The morning after the election I had to scrap lesson plans in all my classes. Students wanted to talk about the outcome, to vent, to cry, to worry.

I told them I was confident the nation would survive, that election outcomes often disappoint, that even reality-star presidents would have to respect our democratic systems and that Trump might rise to the office.

I might have been right about his victory, but I was so, so wrong about everything else.

It is true that tens of millions of Trump supporters think he has done a great job. They accept his flaws because he seems to speak for them – to speak to their fears more than to the aspirations in my view. I must accept such people are sincere in their beliefs, but it is increasingly difficult to be respectful or even tolerant.

For me and tens of millions of others, the president has been the sower of chaos, a bigot, a bully, and a racist who poses an existential threat to our democracy. I am fully sincere in that belief.

So, like so many others, I started thinking about the 2020 election as soon as the 2016 campaign ended.

Some of my friends have made Trump-era politics an obsession that dominates much of their waking life. Others have completely tuned out, limiting their political intake to preserve personal mental health.

I have tried to find a good middle ground, following developments in print but turning off cable news, the term “news” being an oxymoron.

During the spring 2019 semester, beginning in January of that year, I taught a special course called Mass Media and Presidential Politics. It was a joy. I had 36 intelligent, engaged students who began tracking 2020 election cycle developments, including the emergence of 22 legitimate Democratic presidential candidates.
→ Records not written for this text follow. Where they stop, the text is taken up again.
use std::fmt;
use std::str::FromStr;

#[cfg(feature = "serde")]
use serde::{Deserialize, Serialize};
use tracing::debug;

use crate::error::{Result, TaError};
use crate::ta::ewm::{ewm_mean, EwmOptions};
use crate::ta::sma::{rolling_mean, seed};
use crate::vars::series::Series;

/// How RMA values are produced from the seed onward.
///
/// The two strategies agree on the seed and converge further out, but differ
/// in the first `length` outputs: the vectorized form weights the seed as one
/// ordinary observation of an adjusted exponential mean, while the exact form
/// carries it as the literal starting value of the recursion.
#[derive(Debug, Clone, Copy, PartialEq, Eq, Hash, Default)]
#[cfg_attr(feature = "serde", derive(Serialize, Deserialize))]
#[cfg_attr(feature = "serde", serde(rename_all = "lowercase"))]
pub enum Strategy {
    /// Sequential `alpha * x + (1 - alpha) * prev` starting from the seed.
    #[default]
    Exact,
    /// Rolling-mean seed followed by the raw values, smoothed with an
    /// exponentially weighted mean.
    Vectorized,
}

impl Strategy {
    pub fn as_str(&self) -> &'static str {
        match self {
            Strategy::Exact => "exact",
            Strategy::Vectorized => "vectorized",
        }
    }
}

impl fmt::Display for Strategy {
    fn fmt(&self, f: &mut fmt::Formatter<'_>) -> fmt::Result {
        f.write_str(self.as_str())
    }
}

impl FromStr for Strategy {
    type Err = TaError;

    fn from_str(s: &str) -> Result<Self> {
        match s {
            "exact" => Ok(Strategy::Exact),
            "vectorized" => Ok(Strategy::Vectorized),
            other => Err(TaError::invalid_argument(
                "strategy",
                format!("unrecognized token '{other}', expected 'exact' or 'vectorized'"),
            )),
        }
    }
}

/// Parameters of an RMA computation.
#[derive(Debug, Clone, Copy, PartialEq, Eq)]
#[cfg_attr(feature = "serde", derive(Serialize, Deserialize))]
pub struct RmaConfig {
    /// Seed window size; the smoothing factor is `1 / length`.
    pub length: usize,
    pub strategy: Strategy,
    /// Weighting options for the vectorized strategy. Ignored by `Exact`.
    pub ewm: EwmOptions,
}

impl Default for RmaConfig {
    fn default() -> Self {
        Self {
            length: 14,
            strategy: Strategy::Exact,
            ewm: EwmOptions::default(),
        }
    }
}

impl RmaConfig {
    pub fn new(length: usize) -> Self {
        Self {
            length,
            ..Self::default()
        }
    }

    pub fn with_strategy(mut self, strategy: Strategy) -> Self {
        self.strategy = strategy;
        self
    }

    pub fn with_ewm(mut self, ewm: EwmOptions) -> Self {
        self.ewm = ewm;
        self
    }

    pub fn alpha(&self) -> f64 {
        1.0 / self.length as f64
    }

    pub fn validate(&self) -> Result<()> {
        validate_length(self.length)
    }
}

pub(crate) fn validate_length(length: usize) -> Result<()> {
    if length == 0 {
        debug!("Rejecting zero window length");
        return Err(TaError::invalid_argument("length", "must be at least 1"));
    }
    Ok(())
}

fn check_input(len: usize, length: usize) -> Result<()> {
    validate_length(length)?;
    if len < length {
        debug!("Rejecting RMA input of {} values for length {}", len, length);
        return Err(TaError::InsufficientData {
            required: length,
            actual: len,
        });
    }
    Ok(())
}

/// RMA by direct recursion from the seed.
///
/// Returns `src.len() - length + 1` values; value `k` lines up with input
/// position `length - 1 + k`.
///
/// https://www.tradingview.com/pine-script-reference/v5/#fun_ta.rma
pub fn rma_exact(src: &[f64], length: usize) -> Result<Vec<f64>> {
    check_input(src.len(), length)?;

    let alpha = 1.0 / length as f64;
    let initial_sma = seed(src, length);
    let mut rma_values = Vec::with_capacity(src.len() - length + 1);
    rma_values.push(initial_sma);

    src[length..].iter().fold(initial_sma, |prev_rma, &v| {
        let new_rma = alpha * v + (1.0 - alpha) * prev_rma;
        rma_values.push(new_rma);
        new_rma
    });

    Ok(rma_values)
}

/// RMA as an exponentially weighted mean over `[rolling mean seed, rest..]`.
///
/// Output alignment matches [`rma_exact`]. The first value is the seed; the
/// following `length - 1` values differ from the exact recursion because the
/// weighting normalises by the accumulated weight.
pub fn rma_vectorized(src: &[f64], length: usize, options: &EwmOptions) -> Result<Vec<f64>> {
    check_input(src.len(), length)?;

    let alpha = 1.0 / length as f64;
    let mut combined = rolling_mean(&src[..length], length);
    combined.extend_from_slice(&src[length..]);

    let mut smoothed = ewm_mean(&combined, alpha, options);
    Ok(smoothed.split_off(length - 1))
}

/// Relative Moving Average of `source` using `strategy`.
///
/// Fails with [`TaError::InvalidArgument`] for a zero `length` and with
/// [`TaError::InsufficientData`] when `source` has fewer than `length` values.
/// The result starts at input position `length - 1` and keeps its index keys.
pub fn rma<K: Clone>(source: &Series<K>, length: usize, strategy: Strategy) -> Result<Series<K>> {
    rma_with(source, &RmaConfig::new(length).with_strategy(strategy))
}

/// Like [`rma`], with the strategy given by its token (`"exact"` or
/// `"vectorized"`).
pub fn rma_by_name<K: Clone>(source: &Series<K>, length: usize, strategy: &str) -> Result<Series<K>> {
    let strategy = strategy.parse::<Strategy>()?;
    rma(source, length, strategy)
}

pub fn rma_with<K: Clone>(source: &Series<K>, config: &RmaConfig) -> Result<Series<K>> {
    config.validate()?;
    debug!(
        "Computing {} RMA over {} values with length {}",
        config.strategy,
        source.len(),
        config.length
    );

    let values = match config.strategy {
        Strategy::Exact => rma_exact(source.values(), config.length)?,
        Strategy::Vectorized => rma_vectorized(source.values(), config.length, &config.ewm)?,
    };

    Ok(source.realign(config.length - 1, values)?.with_name("RMA"))
}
Most of my students saw themselves as Democrats, progressives who were excited by women and minority candidates. There were a handful of Trump supporters who, sadly, tended to keep quiet during class discussions. You would hope a university classroom would be where respectful disagreement would be possible. But as much as I tried to foster a respectful classroom environment, the Trump backers believed they would suffer at the hands of the progressives, so they mostly kept their opinions to themselves.

One class assignment required students to produce their own election memes, a medium with which they were comfortably familiar. The results were terrific – and funny. One controversy early in the cycle involved allegations that Joe Biden tended to be a bit too touchy-feely. The best memes poked fun at that or at Bernie Sanders’ alleged decrepitude.

Memes from Smith’s class assignment

But in all seriousness, the students did not think much of Biden or Sanders. They were energized by the prospect of a new generation of candidates. They spoke well of Kamala Harris, Elizabeth Warren, and Pete Buttigieg even though I could never properly pronounce his last name.

Hanging over all discussions was the possibility of another Trump win.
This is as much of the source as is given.